[[ STUDY MATERIAL, beginning ]]
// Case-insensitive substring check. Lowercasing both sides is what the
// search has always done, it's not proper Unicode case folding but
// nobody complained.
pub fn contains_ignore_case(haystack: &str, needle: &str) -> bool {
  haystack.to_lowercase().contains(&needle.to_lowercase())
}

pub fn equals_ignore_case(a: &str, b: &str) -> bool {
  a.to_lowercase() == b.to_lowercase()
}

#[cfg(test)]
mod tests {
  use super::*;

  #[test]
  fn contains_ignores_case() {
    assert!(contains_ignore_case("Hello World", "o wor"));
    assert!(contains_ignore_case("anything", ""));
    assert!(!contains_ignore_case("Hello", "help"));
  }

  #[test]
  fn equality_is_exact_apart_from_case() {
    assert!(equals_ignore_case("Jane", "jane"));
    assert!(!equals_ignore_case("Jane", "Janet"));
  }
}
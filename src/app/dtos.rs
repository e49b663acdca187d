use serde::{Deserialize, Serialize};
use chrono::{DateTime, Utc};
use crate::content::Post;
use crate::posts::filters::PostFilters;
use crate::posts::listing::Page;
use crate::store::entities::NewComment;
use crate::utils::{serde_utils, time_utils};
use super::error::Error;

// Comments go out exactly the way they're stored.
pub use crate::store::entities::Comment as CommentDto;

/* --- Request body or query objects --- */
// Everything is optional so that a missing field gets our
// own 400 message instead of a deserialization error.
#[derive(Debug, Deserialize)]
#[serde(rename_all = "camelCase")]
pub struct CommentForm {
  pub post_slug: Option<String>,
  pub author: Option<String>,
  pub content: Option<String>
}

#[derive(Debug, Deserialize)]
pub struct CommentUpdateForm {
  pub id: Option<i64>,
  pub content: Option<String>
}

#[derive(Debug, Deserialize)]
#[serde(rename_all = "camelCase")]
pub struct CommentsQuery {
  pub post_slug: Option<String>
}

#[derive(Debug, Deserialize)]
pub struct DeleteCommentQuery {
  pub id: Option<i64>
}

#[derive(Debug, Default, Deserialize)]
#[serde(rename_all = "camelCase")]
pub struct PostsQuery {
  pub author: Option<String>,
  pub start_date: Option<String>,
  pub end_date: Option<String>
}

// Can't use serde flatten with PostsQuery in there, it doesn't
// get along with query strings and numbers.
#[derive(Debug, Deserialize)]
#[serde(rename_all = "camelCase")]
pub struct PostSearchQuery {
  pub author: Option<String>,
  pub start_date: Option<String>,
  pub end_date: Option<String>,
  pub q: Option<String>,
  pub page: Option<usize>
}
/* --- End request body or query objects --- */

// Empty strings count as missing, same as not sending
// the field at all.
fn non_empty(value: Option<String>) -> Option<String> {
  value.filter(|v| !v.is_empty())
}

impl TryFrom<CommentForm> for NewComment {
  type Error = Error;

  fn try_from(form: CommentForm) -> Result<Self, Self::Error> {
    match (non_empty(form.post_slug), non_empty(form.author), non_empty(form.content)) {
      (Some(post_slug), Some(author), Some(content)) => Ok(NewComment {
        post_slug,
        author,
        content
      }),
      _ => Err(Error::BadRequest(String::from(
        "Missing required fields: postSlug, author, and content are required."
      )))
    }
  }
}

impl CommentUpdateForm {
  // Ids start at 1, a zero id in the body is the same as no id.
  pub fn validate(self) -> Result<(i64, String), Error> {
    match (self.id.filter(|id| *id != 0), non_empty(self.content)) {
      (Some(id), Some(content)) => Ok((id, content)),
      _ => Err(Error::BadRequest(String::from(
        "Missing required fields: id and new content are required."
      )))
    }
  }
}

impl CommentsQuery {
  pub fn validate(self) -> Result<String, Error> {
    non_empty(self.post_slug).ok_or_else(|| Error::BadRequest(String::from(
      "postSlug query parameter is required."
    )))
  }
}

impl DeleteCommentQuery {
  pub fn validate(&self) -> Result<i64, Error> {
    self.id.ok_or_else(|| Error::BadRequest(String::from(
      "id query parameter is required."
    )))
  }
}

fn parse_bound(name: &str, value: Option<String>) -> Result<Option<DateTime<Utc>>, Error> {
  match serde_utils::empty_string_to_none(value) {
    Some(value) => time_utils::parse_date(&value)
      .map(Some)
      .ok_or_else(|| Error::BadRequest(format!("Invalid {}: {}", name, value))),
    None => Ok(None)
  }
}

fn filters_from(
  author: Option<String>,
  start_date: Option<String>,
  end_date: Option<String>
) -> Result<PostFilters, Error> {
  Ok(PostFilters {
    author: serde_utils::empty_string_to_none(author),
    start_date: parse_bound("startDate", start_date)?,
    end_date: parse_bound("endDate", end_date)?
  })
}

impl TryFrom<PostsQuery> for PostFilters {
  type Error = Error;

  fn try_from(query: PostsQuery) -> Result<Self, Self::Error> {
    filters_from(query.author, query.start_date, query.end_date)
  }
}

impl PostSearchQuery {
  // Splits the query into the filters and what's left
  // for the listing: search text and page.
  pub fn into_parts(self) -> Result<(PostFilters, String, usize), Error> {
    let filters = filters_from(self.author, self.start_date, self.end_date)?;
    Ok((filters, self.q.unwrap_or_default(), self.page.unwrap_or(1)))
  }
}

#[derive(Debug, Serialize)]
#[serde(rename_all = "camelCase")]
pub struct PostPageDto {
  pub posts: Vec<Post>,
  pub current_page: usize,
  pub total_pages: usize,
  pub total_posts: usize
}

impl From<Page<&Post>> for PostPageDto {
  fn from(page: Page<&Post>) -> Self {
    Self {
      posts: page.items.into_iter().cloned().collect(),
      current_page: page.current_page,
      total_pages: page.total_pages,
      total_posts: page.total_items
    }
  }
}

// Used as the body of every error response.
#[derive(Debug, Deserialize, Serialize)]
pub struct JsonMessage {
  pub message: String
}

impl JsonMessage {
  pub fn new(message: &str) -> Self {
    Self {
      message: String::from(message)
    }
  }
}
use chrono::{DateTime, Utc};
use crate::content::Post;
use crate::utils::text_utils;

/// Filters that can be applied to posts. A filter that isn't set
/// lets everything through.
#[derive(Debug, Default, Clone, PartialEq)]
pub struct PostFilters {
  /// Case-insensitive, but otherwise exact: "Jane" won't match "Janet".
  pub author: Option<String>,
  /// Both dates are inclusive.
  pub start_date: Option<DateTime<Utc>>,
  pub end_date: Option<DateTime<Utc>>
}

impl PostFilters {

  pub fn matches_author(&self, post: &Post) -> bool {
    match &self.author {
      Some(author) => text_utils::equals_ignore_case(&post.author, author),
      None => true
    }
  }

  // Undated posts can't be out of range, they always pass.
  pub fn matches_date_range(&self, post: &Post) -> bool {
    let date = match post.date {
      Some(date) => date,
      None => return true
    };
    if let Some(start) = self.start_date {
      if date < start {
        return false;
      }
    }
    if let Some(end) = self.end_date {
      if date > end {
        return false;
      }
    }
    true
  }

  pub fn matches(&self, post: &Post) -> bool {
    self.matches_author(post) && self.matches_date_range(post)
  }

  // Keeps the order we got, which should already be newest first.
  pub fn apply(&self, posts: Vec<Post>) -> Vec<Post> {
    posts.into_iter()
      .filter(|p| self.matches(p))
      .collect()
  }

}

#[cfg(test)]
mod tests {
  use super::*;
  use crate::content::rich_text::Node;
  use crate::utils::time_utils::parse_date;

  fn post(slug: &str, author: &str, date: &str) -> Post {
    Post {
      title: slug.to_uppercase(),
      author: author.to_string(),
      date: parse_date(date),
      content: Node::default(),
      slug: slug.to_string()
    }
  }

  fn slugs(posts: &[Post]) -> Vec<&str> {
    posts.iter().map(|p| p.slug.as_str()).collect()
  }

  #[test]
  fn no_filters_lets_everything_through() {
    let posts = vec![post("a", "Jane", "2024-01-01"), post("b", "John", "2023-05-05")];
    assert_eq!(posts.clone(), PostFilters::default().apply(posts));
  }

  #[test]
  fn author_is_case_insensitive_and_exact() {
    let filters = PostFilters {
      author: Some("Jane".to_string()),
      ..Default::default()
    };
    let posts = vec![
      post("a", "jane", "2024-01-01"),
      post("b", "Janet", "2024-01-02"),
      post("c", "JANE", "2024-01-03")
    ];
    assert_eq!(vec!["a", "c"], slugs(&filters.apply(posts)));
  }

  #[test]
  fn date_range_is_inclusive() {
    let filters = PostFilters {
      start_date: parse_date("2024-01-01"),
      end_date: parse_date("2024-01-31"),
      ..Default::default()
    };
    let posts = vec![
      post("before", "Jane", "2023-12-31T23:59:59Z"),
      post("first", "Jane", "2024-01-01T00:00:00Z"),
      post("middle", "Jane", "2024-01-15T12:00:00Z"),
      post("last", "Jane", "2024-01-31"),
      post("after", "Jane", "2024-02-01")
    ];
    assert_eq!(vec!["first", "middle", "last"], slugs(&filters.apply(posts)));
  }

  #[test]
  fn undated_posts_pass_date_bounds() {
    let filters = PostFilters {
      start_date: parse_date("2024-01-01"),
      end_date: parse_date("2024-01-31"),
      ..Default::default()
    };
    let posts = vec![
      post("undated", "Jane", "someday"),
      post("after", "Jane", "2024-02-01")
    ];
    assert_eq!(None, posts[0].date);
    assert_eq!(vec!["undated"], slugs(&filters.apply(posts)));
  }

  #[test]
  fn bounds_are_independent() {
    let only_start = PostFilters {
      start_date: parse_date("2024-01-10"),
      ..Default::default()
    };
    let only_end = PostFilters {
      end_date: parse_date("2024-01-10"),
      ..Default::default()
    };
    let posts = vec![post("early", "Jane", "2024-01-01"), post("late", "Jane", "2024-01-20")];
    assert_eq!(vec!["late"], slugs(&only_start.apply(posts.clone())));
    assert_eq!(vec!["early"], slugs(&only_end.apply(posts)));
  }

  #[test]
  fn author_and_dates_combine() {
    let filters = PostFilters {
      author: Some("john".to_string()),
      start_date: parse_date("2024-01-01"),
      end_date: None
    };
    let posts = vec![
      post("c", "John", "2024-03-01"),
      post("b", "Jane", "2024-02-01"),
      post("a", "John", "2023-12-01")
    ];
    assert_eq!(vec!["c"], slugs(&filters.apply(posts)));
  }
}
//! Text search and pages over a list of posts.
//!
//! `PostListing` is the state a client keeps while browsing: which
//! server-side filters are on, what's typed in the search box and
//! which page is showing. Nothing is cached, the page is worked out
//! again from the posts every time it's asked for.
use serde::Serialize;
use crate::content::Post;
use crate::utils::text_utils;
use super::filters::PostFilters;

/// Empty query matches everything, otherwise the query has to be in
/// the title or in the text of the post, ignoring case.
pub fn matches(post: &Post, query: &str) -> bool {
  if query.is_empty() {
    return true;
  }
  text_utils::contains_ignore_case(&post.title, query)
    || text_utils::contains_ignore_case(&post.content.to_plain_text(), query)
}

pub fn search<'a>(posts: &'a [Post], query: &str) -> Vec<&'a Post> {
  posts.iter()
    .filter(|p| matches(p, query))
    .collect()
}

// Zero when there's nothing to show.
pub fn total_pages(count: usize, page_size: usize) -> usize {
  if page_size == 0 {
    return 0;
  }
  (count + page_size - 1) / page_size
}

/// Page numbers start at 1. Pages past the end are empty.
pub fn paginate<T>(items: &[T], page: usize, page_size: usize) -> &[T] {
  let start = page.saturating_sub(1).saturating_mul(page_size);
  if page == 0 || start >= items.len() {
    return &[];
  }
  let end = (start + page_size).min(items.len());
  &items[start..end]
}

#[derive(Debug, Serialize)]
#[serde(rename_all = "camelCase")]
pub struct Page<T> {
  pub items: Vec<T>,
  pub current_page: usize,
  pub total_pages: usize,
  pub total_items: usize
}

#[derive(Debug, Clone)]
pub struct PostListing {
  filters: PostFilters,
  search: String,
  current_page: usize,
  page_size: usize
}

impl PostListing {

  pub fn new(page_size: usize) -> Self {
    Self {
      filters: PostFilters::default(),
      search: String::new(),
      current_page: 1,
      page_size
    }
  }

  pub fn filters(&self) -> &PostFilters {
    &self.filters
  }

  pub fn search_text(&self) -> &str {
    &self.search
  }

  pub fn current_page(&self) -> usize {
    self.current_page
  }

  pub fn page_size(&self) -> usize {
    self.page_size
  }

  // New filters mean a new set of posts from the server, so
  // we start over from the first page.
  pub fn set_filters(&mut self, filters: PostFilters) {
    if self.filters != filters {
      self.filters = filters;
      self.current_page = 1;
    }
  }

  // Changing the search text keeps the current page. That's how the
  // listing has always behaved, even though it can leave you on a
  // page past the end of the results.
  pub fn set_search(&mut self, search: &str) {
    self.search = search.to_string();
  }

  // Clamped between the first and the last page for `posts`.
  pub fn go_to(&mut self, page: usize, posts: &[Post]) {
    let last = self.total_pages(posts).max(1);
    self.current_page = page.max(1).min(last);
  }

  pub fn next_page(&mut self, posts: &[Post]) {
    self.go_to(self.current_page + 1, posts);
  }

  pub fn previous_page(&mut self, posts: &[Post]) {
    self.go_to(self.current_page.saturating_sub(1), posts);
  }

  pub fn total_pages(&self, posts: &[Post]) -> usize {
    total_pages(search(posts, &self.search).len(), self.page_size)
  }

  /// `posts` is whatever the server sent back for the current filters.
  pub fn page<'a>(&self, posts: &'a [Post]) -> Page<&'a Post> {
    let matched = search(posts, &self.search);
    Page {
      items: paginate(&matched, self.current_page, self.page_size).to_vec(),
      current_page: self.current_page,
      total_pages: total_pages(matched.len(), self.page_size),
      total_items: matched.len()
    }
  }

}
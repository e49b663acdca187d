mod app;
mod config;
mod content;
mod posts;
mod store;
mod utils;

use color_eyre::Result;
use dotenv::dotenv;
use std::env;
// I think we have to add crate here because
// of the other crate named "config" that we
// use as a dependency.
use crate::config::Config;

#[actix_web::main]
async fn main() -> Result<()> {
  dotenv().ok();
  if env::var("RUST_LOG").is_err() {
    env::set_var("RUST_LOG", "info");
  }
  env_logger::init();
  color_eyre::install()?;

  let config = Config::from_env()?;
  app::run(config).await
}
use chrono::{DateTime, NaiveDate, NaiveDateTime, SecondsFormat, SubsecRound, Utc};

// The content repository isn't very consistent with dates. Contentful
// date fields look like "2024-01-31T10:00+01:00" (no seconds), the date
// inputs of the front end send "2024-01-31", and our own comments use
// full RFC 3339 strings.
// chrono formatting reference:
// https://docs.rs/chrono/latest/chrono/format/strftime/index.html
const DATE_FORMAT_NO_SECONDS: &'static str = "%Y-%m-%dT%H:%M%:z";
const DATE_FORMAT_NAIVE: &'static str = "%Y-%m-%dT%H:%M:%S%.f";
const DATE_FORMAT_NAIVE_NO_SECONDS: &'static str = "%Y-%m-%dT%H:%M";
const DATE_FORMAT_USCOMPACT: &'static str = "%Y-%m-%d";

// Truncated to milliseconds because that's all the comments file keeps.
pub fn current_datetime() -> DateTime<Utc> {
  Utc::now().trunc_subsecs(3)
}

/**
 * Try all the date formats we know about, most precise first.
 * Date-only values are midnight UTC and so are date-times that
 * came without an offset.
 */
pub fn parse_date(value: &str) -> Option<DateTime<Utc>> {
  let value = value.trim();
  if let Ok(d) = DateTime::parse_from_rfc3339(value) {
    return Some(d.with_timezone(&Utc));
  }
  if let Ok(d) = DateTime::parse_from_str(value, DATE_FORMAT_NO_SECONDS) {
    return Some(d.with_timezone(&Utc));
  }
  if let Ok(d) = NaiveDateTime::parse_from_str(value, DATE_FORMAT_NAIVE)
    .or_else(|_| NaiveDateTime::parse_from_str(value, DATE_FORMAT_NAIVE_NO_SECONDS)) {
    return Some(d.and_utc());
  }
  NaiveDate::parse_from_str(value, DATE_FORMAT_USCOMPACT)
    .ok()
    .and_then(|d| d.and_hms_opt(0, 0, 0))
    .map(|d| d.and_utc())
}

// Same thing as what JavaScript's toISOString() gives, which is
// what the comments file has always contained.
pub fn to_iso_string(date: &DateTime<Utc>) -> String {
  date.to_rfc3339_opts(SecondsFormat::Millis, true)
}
[[ STUDY MATERIAL, end ]]
**TASK STATEMENT**
If a line contains the word "early", it counts; say how many such lines the records hold, and give only that number.

**THE COMPLETED TASK**
2